How I Finally Stopped Sabotaging My FIRE Journey (And The Tools That Actually Worked)
If you're in the messy middle of trying to get your financial act together, this post is for you. I'm not going to give you a perfect, robotic 10-step template. Instead, here are the exact, slightly messy tools and tricks that finally got my lazy brain to start building actual wealth.
Disclaimer time: I'm just a guy on the internet who finally figured out how to stop blowing his paycheck on takeout. This isn't professional financial advice. Tweak these ideas to fit your actual real-life situation.
1. Tricking Myself Into Getting Things Done
Let's be real: after an 8-hour shift, the last thing you want to do is sit down and review your budget or learn a new high-income skill. Your couch is calling. Netflix is right there. For a long time, my evenings were a black hole of scrolling.
The Pomodoro "Lie"
Whenever I told myself, "I'm going to spend two hours working on my side-hustle," I immediately felt exhausted and ended up watching YouTube instead. Then I discovered the Pomodoro technique—but I use it as a mental trick.

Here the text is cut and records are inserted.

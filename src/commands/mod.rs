//! Command implementations

pub mod erase;
pub mod info;
pub mod program;
pub mod version;

use crate::cli::SelectArgs;
use fpdprog_core::flash::ProgressReport;
use fpdprog_core::image::{self, SelectionCriteria};
use fpdprog_core::regs::{Transport, UioMap, REG_BLOCK_LEN};
use indicatif::{ProgressBar, ProgressStyle};
use std::path::Path;

pub type CommandResult = Result<(), Box<dyn std::error::Error>>;

/// Map the controller's register block through a UIO device
pub fn open_transport(uio: &Path) -> Result<Transport<UioMap>, Box<dyn std::error::Error>> {
    let map = UioMap::open(uio, REG_BLOCK_LEN)?;
    Ok(Transport::new(map))
}

/// Pick the image to operate on from a file's contents
///
/// Exactly one image must match the criteria; a single-image file with no
/// criteria passes through, and an undiscriminated bundle fails with the
/// candidate list.
pub fn select_from_file<'a>(
    bytes: &'a [u8],
    select: &SelectArgs,
) -> Result<&'a [u8], Box<dyn std::error::Error>> {
    let members = image::images(bytes)?;
    let criteria = SelectionCriteria {
        pid: select.pid.as_deref(),
        name: select.name.as_deref(),
        vendor_marker: select.vendor_marker.as_deref(),
    };
    let (chosen, _) = image::select_image(&members, &criteria)?;
    Ok(chosen)
}

/// Progress bar over the engine's overall percentage
pub struct PercentBar {
    bar: ProgressBar,
}

impl PercentBar {
    pub fn new(label: &'static str) -> Self {
        let bar = ProgressBar::new(100);
        bar.set_style(
            ProgressStyle::default_bar()
                .template("{spinner:.green} [{elapsed_precise}] [{bar:40.cyan/blue}] {pos}% {msg}")
                .unwrap_or_else(|_| ProgressStyle::default_bar())
                .progress_chars("#>-"),
        );
        bar.set_message(label);
        Self { bar }
    }

    pub fn finish(self, message: &'static str) {
        self.bar.set_position(100);
        self.bar.finish_with_message(message);
    }
}

impl ProgressReport for PercentBar {
    fn report(&mut self, percent: u8) {
        self.bar.set_position(u64::from(percent));
    }
}
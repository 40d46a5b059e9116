//! Flash part descriptor types

/// JEDEC ID match byte meaning "don't care"
///
/// Some vendors report batch- or package-specific values in the extended
/// ID bytes, so table entries may wildcard any position.
pub const JEDEC_WILDCARD: u8 = 0xFF;

/// JEDEC identification bytes a table entry matches against
///
/// Any byte set to [`JEDEC_WILDCARD`] matches whatever the part reports.
#[derive(Debug, Clone, Copy, PartialEq, Eq)]
pub struct JedecId {
    /// Manufacturer ID (first JEDEC byte)
    pub manufacturer: u8,
    /// Memory type (second byte)
    pub memory_type: u8,
    /// Memory density (third byte)
    pub density: u8,
    /// First extended / vendor-specific byte
    pub vendor_id0: u8,
    /// Second extended / vendor-specific byte
    pub vendor_id1: u8,
}

impl JedecId {
    /// Check whether a 5-byte JEDEC response matches this entry
    pub fn matches(&self, bytes: &[u8; 5]) -> bool {
        let want = [
            self.manufacturer,
            self.memory_type,
            self.density,
            self.vendor_id0,
            self.vendor_id1,
        ];
        want.iter()
            .zip(bytes.iter())
            .all(|(w, b)| *w == JEDEC_WILDCARD || w == b)
    }
}

/// Command opcodes for a flash part
///
/// Optional opcodes are absent on parts that do not implement the
/// corresponding feature (flag status register, bank registers, 4-byte
/// address mode switching).
#[derive(Debug, Clone, Copy)]
pub struct OpcodeSet {
    /// Read JEDEC ID
    pub read_jedec: u8,
    /// Read status register (WIP in bit 0)
    pub read_status: u8,
    /// Read flag status register (ready in bit 7), if the part has one
    pub read_flag_status: Option<u8>,
    /// Read data
    pub read: u8,
    /// Sector erase
    pub erase: u8,
    /// Page program
    pub program: u8,
    /// Write enable
    pub write_enable: u8,
    /// Write disable
    pub write_disable: u8,
    /// Read bank (extended address) register
    pub read_bank: Option<u8>,
    /// Write bank (extended address) register
    pub write_bank: Option<u8>,
    /// Enter 4-byte address mode
    pub enter_4byte: Option<u8>,
    /// Exit 4-byte address mode
    pub exit_4byte: Option<u8>,
}

/// Descriptor for one supported flash part
#[derive(Debug, Clone, Copy)]
pub struct FlashModel {
    /// Vendor name
    pub vendor: &'static str,
    /// Part name
    pub name: &'static str,
    /// JEDEC match bytes
    pub jedec: JedecId,
    /// Program page size in bytes
    pub page_size: u32,
    /// Erase sector size in bytes
    pub sector_size: u32,
    /// Number of sectors
    pub sector_count: u32,
    /// Total capacity in bytes
    pub capacity: u32,
    /// Read back and compare after programming
    pub verify_after_program: bool,
    /// Part supports the erase operation
    pub supports_erase: bool,
    /// Multiplier applied to poll iteration budgets for slow parts
    pub poll_delay_factor: u32,
    /// Command opcodes
    pub opcodes: OpcodeSet,
    /// Drive the part with 3-byte addresses even when capacity needs 4
    pub force_3byte: bool,
}

impl FlashModel {
    /// Nominal address length in bytes used on the wire
    ///
    /// Parts driven in 3-byte mode still reach addresses above 16 MiB:
    /// banked parts carry the top byte in the bank register, and for the
    /// rest the transport widens to 4 bytes whenever the top byte is
    /// non-zero.
    pub fn address_len(&self) -> u8 {
        if self.capacity > 0x100_0000 && !self.force_3byte {
            4
        } else {
            3
        }
    }

    /// Whether this part exposes bank (extended address) registers
    pub fn has_bank_registers(&self) -> bool {
        self.opcodes.read_bank.is_some() && self.opcodes.write_bank.is_some()
    }
}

I tell myself, "I only have to do this for 25 minutes. If I want to quit after that, I can."
Because 25 minutes feels ridiculously easy, I actually start. And 90% of the time, once the timer rings, I just keep going because the hardest part (starting) is over. I use an app called Forest on my phone. When you start a timer, it plants a virtual tree. If you leave the app to check Instagram, your tree dies. Call me childish, but the guilt of killing a digital pine tree actually keeps me off my phone.
Dumping My Brain into Todoist
I used to keep my to-do list in my head, which just meant I was mildly stressed 24/7. Now, the moment I think of something ("Cancel Amazon Prime," "Rebalance portfolio," "Buy cat food"), it goes into Todoist. I don't use 50 different color codes or tags. I just have a "Today" list. If it’s not on the Today list, I literally do not care about it until tomorrow.
2. Budgeting for People Who Hate Spreadsheets
I despise massive Excel spreadsheets. There, I said it. Every time I tried to use hardcore budgeting apps like YNAB (which is great for some people!), I lasted exactly two weeks before I messed up, felt incredibly guilty for buying a coffee, and abandoned the whole thing.
The "Anti-Budget" Saved My Life
If you're like me, forget tracking every single penny. I use the "Anti-Budget" (or the Two-Account system). Here is the entire system:
- Account A (The Boring Stuff): This is where my paycheck lands. My rent, utilities, savings, and investments are automatically pulled from here.
- Account B (The Fun Money): Whatever is left over gets automatically transferred here.
When I go out with friends, I only look at Account B. If there's money in it, I buy the burger. If it's empty, I stay home and eat pasta. No guilt, no spreadsheets, no tracking categories.
The Monthly 5-Minute Check-in
Instead of daily budgeting, I check my Net Worth exactly once a month. I log into Personal Capital (or you can just use a simple note app), write down my total assets minus my debts, and close the app. Seeing that number slowly climb month over month is the ultimate dopamine hit. It makes the boring choices feel totally worth it.
3. Automation: Making Good Decisions Inevitable
Willpower is a finite resource. If you have to manually transfer money into your brokerage account every month, eventually, you'll find an excuse not to ("I really need a vacation this month").
The day I set up automatic investments was the day I actually started building wealth. My brokerage account pulls money from my checking account the day after I get paid. I never even see the money. It's gone. It belongs to Future Me now.
My favorite sneaky trick: The "Raise Capture." Whenever I get a raise at work, I go into my banking app *that exact same day* and increase my automatic investment by 50% of the raise amount. I still get to feel a little richer, but I avoid the lifestyle creep that keeps people broke forever.
4. Stop Consuming, Start Doing
For a solid year, I was a "podcast millionaire." I listened to every FIRE podcast, read every blog, and watched every YouTube video. And my net worth didn't change a single cent because I wasn't doing anything.
Books like The Psychology of Money (Morgan Housel) and Your Money or Your Life (Vicki Robin) completely rewired how I view my hours on this earth. But reading isn't enough.
Here is my new rule: I am not allowed to start a new personal finance book or course until I have taken exactly ONE concrete action from the last one. Sometimes it's calling my internet provider to negotiate a bill. Sometimes it's changing my asset allocation. But consumption without execution is just entertainment.
My Challenge to You
Don't try to change your entire life tonight. That's a recipe for burnout.
Pick just one thing right now. Log into your bank and set up a $50 automatic transfer to your savings account for the day you get paid. Or download a timer app and do 25 minutes of deep work on that side project you've been avoiding.
You don't need to be perfect. You just need to build a system that works on the days you feel completely lazy. You've got this.